Cautious pre-season hope has devolved into familiar despondency as The Olde Towne Team aches for identity.
Esteemed manager Alex Cora and five of his coaches were axed in April by Craig Breslow, the beleaguered chief baseball officer, and a raft of interim minor league coaches has affected no discernible improvement.
Boston is on pace to finish last for the seventh time in 15 years, while talk of a fifth different front office leader in that span is well underway.
Ultimately, the Red Sox now oscillate into last place every other year, and their head baseball guy gets the bullet every third year. Once among the most coveted fiefdoms in professional sports, Boston is now a place to be avoided for elite players and executives alike. Few want to work in such an unsustainable pressure cooker, which turns savants into scapegoats with alarming regularity.
Four years ago, I wrote about ‘the return of your father’s Red Sox,’ explaining how familiar errors from the cursed years – cutting costs, haemorrhaging stars, flip-flopping philosophies – had precipitated a miserable collapse following the 2018 World Series win. Since then, however, things have gotten worse. The Red Sox’ very sovereignty as a marquee franchise has been undermined, leaving a sorry shell where once a proud powerhouse presided.

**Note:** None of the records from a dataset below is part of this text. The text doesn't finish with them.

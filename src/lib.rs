//! # ferrocomm
//!
//! Rank-based message passing for a fixed group of cooperating workers.
//!
//! A [`Universe`] runs one worker per thread, each bound to a stable rank, and
//! hands every worker a [`Communicator`] providing:
//! - Generic point-to-point `send` / `recv` / `probe` over any [`Datatype`]
//! - Blocking collectives: barrier, broadcast, scatter, gather, reduce
//! - A typed channel for fixed-shape `f64` messages with a count-mismatch
//!   averaging fallback ([`MessageKind`], [`Received`])
//!
//! On top of that layer the crate ships the distributed dartboard estimator of
//! π ([`estimate`]), its CSV result store ([`record`]), and the tutorial flows
//! that exercise the channel and collectives ([`plane`], [`means`]).
//!
//! ## Quick Start
//!
//! ```
//! use ferrocomm::{ReduceOp, Universe};
//!
//! fn main() -> Result<(), ferrocomm::Error> {
//!     let universe = Universe::new(4)?;
//!
//!     universe.run(|world| {
//!         let rank = world.rank();
//!
//!         // Broadcast from the leader
//!         let mut data = vec![0.0f64; 100];
//!         if world.is_leader() {
//!             data.fill(42.0);
//!         }
//!         world.broadcast(&mut data, 0)?;
//!
//!         // All-reduce a scalar
//!         let sum = world.allreduce_scalar(rank as f64, ReduceOp::Sum)?;
//!         assert_eq!(sum, 6.0);
//!         Ok(())
//!     })?;
//!
//!     Ok(())
//! }
//! ```
//!
//! ## Failure model
//!
//! A worker that returns an error or panics aborts the whole group: every
//! peer blocked in a communication call wakes with [`Error::Aborted`]. A
//! worker that simply never reaches a collective its peers are waiting on
//! hangs the group; there are no timeouts.

#![warn(missing_docs)]
#![warn(clippy::all)]
#![allow(clippy::missing_errors_doc)]
#![allow(clippy::missing_panics_doc)]
#![allow(clippy::module_name_repetitions)]
#![allow(clippy::must_use_candidate)]
#![allow(clippy::cast_possible_truncation)]
#![allow(clippy::cast_possible_wrap)]
#![allow(clippy::cast_sign_loss)]
#![allow(clippy::cast_precision_loss)]

mod channel;
mod comm;
pub mod config;
mod datatype;
mod error;
pub mod estimate;
mod fabric;
pub mod means;
pub mod plane;
pub mod record;
mod status;

pub use channel::{MessageKind, Received};
pub use comm::{Communicator, LEADER};
pub use config::EstimateConfig;
pub use datatype::{Datatype, DatatypeTag};
pub use error::{Error, Result};
pub use fabric::{ANY_SOURCE, ANY_TAG};
pub use status::Status;

use fabric::Fabric;
use log::{debug, error};
use std::sync::{Arc, OnceLock};
use std::thread;
use std::time::Instant;

/// Reduction operations
#[derive(Debug, Clone, Copy, PartialEq, Eq)]
#[repr(i32)]
pub enum ReduceOp {
    /// Sum of values
    Sum = 0,
    /// Maximum value
    Max = 1,
    /// Minimum value
    Min = 2,
    /// Product of values
    Prod = 3,
}

/// A fixed-size group of workers.
///
/// The universe is the bootstrap for a group: it fixes the membership size,
/// spawns one thread per rank, hands each a [`Communicator`], and joins them
/// once every worker has returned. Several universes may run side by side in
/// one process; they share nothing.
///
/// # Example
///
/// ```
/// use ferrocomm::Universe;
///
/// let universe = Universe::new(4).expect("group size must be positive");
/// let ranks = universe.run(|world| Ok(world.rank())).unwrap();
/// assert_eq!(ranks, vec![0, 1, 2, 3]);
/// ```
#[derive(Debug, Clone, Copy)]
pub struct Universe {
    size: usize,
}

impl Universe {
    /// Create a group of `size` workers.
    ///
    /// # Errors
    ///
    /// Returns [`Error::InvalidGroupSize`] if `size` is zero or does not fit
    /// in a rank.
    pub fn new(size: usize) -> Result<Self> {
        if size == 0 || size > i32::MAX as usize {
            return Err(Error::InvalidGroupSize(size));
        }
        Ok(Universe { size })
    }

    /// Number of workers in the group.
    pub fn size(&self) -> i32 {
        self.size as i32
    }

    /// Run `worker` once per rank, each on its own thread, and return the
    /// per-rank results in rank order.
    ///
    /// If any worker fails, the group is aborted and the first failure that
    /// is not itself an [`Error::Aborted`] is returned. A panicking worker
    /// aborts the group and the panic is resumed on the caller's thread.
    pub fn run<F, R>(&self, worker: F) -> Result<Vec<R>>
    where
        F: Fn(Communicator) -> Result<R> + Sync,
        R: Send,
    {
        let fabric = Arc::new(Fabric::new(self.size));
        let worker = &worker;

        let (joined, spawn_error) = thread::scope(|scope| {
            let mut handles = Vec::with_capacity(self.size);
            let mut spawn_error = None;
            for rank in 0..self.size {
                let comm = Communicator::new(rank as i32, Arc::clone(&fabric));
                let worker_fabric = Arc::clone(&fabric);
                let spawned = thread::Builder::new()
                    .name(format!("rank-{rank}"))
                    .spawn_scoped(scope, move || {
                        let _guard = AbortOnPanic(&worker_fabric);
                        let result = worker(comm);
                        if let Err(e) = &result {
                            if !matches!(e, Error::Aborted) {
                                error!("rank {rank} failed: {e}");
                            }
                            worker_fabric.abort();
                        }
                        result
                    });
                match spawned {
                    Ok(handle) => handles.push(handle),
                    Err(e) => {
                        fabric.abort();
                        spawn_error = Some(e);
                        break;
                    }
                }
            }
            let joined: Vec<_> = handles.into_iter().map(|h| h.join()).collect();
            (joined, spawn_error)
        });

        if let Some(e) = spawn_error {
            return Err(Error::Io(e));
        }

        let mut results = Vec::with_capacity(self.size);
        let mut first_error = None;
        for outcome in joined {
            match outcome {
                Err(payload) => std::panic::resume_unwind(payload),
                Ok(Ok(value)) => results.push(value),
                Ok(Err(e)) => {
                    // Peers of a failed worker report Aborted; keep the cause.
                    let replace = match &first_error {
                        None => true,
                        Some(Error::Aborted) => !matches!(e, Error::Aborted),
                        Some(_) => false,
                    };
                    if replace {
                        first_error = Some(e);
                    }
                }
            }
        }
        match first_error {
            Some(e) => Err(e),
            None => {
                debug!("group of {} workers finished", self.size);
                Ok(results)
            }
        }
    }

    /// Get the current wall-clock time in seconds.
    ///
    /// Monotonic and high-resolution; only differences between two readings
    /// are meaningful.
    pub fn wtime() -> f64 {
        static EPOCH: OnceLock<Instant> = OnceLock::new();
        EPOCH.get_or_init(Instant::now).elapsed().as_secs_f64()
    }
}

/// Aborts the group if the owning worker unwinds.
struct AbortOnPanic<'a>(&'a Fabric);

impl Drop for AbortOnPanic<'_> {
    fn drop(&mut self) {
        if thread::panicking() {
            self.0.abort();
        }
    }
}

#[cfg(test)]
mod tests {
    use super::*;

    #[test]
    fn zero_size_group_is_rejected() {
        assert!(matches!(Universe::new(0), Err(Error::InvalidGroupSize(0))));
    }

    #[test]
    fn results_in_rank_order() {
        let universe = Universe::new(5).unwrap();
        let out = universe
            .run(|world| Ok((world.rank(), world.size(), world.is_leader())))
            .unwrap();
        assert_eq!(out.len(), 5);
        for (i, (rank, size, leader)) in out.into_iter().enumerate() {
            assert_eq!(rank, i as i32);
            assert_eq!(size, 5);
            assert_eq!(leader, i == 0);
        }
    }

    #[test]
    fn single_worker_group() {
        let out = Universe::new(1)
            .unwrap()
            .run(|world| {
                world.barrier()?;
                world.reduce_sum(2.5, 0)
            })
            .unwrap();
        assert_eq!(out, vec![2.5]);
    }

    #[test]
    fn failure_aborts_peers() {
        let universe = Universe::new(3).unwrap();
        let result = universe.run(|world| {
            if world.rank() == 2 {
                return Err(Error::Config("rank 2 gives up".into()));
            }
            // Never satisfied: rank 2 leaves before the barrier.
            world.barrier()
        });
        match result {
            Err(Error::Config(msg)) => assert_eq!(msg, "rank 2 gives up"),
            other => panic!("expected the root-cause error, got {other:?}"),
        }
    }

    #[test]
    fn aborted_run_leaves_next_run_usable() {
        let universe = Universe::new(3).unwrap();
        let failed = universe.run(|world| {
            if world.is_leader() {
                return Err(Error::Internal("leader quits".into()));
            }
            world.barrier()
        });
        assert!(matches!(failed, Err(Error::Internal(_))));

        let sums = universe
            .run(|world| world.allreduce_scalar(world.rank(), ReduceOp::Sum))
            .unwrap();
        assert_eq!(sums, vec![3, 3, 3]);
    }

    #[test]
    fn panic_aborts_peers_and_resumes() {
        let universe = Universe::new(2).unwrap();
        let outcome = std::panic::catch_unwind(|| {
            universe.run(|world| {
                if world.rank() == 1 {
                    panic!("worker bug");
                }
                let mut buf = [0.0f64];
                world.recv(&mut buf, 1, 0).map(|_| ())
            })
        });
        assert!(outcome.is_err());
    }

    #[test]
    fn independent_universes() {
        let a = Universe::new(2).unwrap();
        let b = Universe::new(3).unwrap();
        let (ra, rb) = thread::scope(|s| {
            let ha = s.spawn(|| a.run(|w| w.allreduce_scalar(1i32, ReduceOp::Sum)));
            let hb = s.spawn(|| b.run(|w| w.allreduce_scalar(1i32, ReduceOp::Sum)));
            (ha.join().unwrap(), hb.join().unwrap())
        });
        assert_eq!(ra.unwrap(), vec![2, 2]);
        assert_eq!(rb.unwrap(), vec![3, 3, 3]);
    }

    #[test]
    fn wtime_is_monotonic() {
        let t0 = Universe::wtime();
        let t1 = Universe::wtime();
        assert!(t1 >= t0);
    }
}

These, indeed, are now the Silvercrest Red Sox – creating, like the Lidl incubator, a cheap imitation of a high-end product. Just as a Silvercrest vacuum looks like a Dyson, the contemporary Red Sox look like their feted forebears – except the handle is made of crappy plastic, the suction is underwhelming, and the motor burns out three times faster. Yes, these guys wear the famous crimson script across their chest. And sure, they play in America’s Most Beloved Ballpark. But in skill, soul and salt, they are a pale simulacrum of a vintage Boston ballclub.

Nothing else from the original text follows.